**WORK INSTRUCTION:** Count the lines below that carry the word "other". Answer with that number alone.
Top of DATA EXCERPTS
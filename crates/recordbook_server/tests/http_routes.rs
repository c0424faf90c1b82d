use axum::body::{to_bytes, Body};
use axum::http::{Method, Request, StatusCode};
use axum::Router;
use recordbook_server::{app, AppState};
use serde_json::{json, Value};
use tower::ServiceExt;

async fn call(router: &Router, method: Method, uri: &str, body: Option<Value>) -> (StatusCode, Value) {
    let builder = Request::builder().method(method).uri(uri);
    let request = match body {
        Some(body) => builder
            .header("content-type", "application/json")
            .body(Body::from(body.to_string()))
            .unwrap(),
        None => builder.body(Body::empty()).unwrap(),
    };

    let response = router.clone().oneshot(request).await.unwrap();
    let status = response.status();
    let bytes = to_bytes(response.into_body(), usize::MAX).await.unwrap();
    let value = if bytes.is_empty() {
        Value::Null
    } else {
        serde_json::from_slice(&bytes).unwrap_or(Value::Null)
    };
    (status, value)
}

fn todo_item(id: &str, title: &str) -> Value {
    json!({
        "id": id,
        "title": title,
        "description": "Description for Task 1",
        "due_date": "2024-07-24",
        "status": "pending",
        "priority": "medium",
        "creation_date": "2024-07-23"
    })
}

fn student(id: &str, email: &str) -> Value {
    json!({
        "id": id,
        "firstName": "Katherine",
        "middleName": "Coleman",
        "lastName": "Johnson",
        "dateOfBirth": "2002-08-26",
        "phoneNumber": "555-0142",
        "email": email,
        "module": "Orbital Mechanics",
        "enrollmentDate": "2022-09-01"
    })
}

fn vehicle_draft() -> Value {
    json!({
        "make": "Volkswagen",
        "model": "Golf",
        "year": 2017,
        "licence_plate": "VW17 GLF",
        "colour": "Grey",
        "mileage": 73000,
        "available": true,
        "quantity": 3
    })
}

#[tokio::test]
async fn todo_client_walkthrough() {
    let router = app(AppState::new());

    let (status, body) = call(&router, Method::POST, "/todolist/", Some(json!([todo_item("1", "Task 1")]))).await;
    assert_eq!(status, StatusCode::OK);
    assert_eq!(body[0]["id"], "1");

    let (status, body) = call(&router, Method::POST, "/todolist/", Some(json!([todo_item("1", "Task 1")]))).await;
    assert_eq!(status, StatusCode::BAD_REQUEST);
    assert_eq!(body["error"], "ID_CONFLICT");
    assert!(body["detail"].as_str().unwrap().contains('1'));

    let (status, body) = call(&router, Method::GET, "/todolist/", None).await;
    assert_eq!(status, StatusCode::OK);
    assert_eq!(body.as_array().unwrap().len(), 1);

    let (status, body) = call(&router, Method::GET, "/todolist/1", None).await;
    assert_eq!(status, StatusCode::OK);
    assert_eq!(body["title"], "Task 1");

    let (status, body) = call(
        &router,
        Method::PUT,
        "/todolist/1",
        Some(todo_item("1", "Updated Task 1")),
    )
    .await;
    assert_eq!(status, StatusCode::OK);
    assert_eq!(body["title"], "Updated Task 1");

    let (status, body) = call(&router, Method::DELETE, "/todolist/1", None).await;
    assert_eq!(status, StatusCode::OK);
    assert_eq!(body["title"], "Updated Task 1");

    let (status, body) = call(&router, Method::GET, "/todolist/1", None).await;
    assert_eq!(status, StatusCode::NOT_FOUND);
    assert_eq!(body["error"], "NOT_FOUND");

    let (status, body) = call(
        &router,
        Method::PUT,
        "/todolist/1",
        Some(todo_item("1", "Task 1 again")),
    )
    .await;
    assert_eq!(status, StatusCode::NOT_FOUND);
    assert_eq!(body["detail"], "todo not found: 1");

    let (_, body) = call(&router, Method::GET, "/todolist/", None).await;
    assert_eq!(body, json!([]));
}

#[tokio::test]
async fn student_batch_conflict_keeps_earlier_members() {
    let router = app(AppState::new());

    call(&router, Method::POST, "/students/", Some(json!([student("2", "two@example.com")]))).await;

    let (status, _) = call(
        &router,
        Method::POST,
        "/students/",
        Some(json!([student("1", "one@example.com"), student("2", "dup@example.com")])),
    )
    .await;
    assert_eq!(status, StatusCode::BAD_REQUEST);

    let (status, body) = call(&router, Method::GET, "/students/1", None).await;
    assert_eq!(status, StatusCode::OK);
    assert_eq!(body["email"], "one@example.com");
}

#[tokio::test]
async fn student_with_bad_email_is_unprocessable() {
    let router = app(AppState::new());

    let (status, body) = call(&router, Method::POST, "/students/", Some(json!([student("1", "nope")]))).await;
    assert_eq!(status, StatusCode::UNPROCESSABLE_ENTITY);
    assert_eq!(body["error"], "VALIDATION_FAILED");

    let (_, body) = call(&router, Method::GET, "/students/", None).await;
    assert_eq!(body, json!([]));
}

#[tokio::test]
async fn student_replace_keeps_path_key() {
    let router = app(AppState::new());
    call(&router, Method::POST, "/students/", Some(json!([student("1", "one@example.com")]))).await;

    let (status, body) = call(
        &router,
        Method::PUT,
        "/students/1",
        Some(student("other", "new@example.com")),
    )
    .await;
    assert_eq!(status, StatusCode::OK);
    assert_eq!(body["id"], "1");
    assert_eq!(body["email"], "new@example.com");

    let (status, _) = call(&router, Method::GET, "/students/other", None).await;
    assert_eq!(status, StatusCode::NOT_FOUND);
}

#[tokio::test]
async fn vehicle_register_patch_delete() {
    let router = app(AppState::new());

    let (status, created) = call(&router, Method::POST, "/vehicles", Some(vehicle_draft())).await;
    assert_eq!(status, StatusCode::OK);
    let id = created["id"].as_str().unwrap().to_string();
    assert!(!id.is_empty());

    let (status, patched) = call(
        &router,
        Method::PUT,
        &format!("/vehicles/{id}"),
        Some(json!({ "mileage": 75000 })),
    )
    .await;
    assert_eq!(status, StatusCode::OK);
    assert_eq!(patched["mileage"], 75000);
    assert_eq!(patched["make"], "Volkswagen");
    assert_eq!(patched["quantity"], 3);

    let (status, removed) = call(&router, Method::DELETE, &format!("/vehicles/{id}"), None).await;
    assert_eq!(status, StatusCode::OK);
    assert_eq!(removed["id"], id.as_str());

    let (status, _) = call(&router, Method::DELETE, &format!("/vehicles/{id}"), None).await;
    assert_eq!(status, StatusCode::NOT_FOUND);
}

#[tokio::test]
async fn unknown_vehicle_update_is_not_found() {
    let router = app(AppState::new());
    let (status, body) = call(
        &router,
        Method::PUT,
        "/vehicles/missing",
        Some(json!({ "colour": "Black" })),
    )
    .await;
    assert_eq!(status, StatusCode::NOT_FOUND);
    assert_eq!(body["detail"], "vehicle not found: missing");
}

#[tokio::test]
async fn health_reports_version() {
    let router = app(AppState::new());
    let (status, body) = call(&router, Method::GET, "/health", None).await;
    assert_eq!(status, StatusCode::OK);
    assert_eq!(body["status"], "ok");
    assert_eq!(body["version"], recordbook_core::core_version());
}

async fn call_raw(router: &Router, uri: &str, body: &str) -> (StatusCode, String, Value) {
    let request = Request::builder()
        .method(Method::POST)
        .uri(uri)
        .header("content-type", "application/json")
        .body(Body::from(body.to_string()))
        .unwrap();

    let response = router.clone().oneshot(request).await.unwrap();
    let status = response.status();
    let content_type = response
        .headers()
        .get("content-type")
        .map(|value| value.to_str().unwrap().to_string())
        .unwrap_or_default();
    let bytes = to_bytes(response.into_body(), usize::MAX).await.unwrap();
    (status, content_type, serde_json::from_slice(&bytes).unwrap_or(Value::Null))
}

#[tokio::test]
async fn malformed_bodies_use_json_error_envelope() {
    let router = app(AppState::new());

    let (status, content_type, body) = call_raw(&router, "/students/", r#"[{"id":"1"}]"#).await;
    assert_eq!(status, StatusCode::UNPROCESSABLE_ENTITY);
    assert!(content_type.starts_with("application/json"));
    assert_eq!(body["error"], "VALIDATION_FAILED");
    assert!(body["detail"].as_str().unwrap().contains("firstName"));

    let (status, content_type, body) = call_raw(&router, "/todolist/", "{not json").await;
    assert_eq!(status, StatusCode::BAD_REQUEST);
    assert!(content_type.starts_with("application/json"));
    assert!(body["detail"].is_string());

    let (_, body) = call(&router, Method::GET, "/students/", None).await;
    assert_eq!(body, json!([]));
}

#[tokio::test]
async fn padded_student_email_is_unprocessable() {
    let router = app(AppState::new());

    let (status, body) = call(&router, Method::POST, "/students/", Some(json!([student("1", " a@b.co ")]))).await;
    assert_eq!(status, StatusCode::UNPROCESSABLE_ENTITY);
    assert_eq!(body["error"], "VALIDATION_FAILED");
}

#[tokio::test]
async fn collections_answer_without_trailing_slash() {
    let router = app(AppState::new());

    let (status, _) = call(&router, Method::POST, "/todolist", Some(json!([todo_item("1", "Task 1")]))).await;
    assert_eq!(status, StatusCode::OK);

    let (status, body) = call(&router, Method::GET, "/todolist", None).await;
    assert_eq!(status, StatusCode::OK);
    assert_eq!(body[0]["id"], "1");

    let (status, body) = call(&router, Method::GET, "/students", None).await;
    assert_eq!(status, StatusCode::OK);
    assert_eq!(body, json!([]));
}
Bottom of DATA EXCERPTS
**OUTPUT FOR THIS EXERCISE:** 2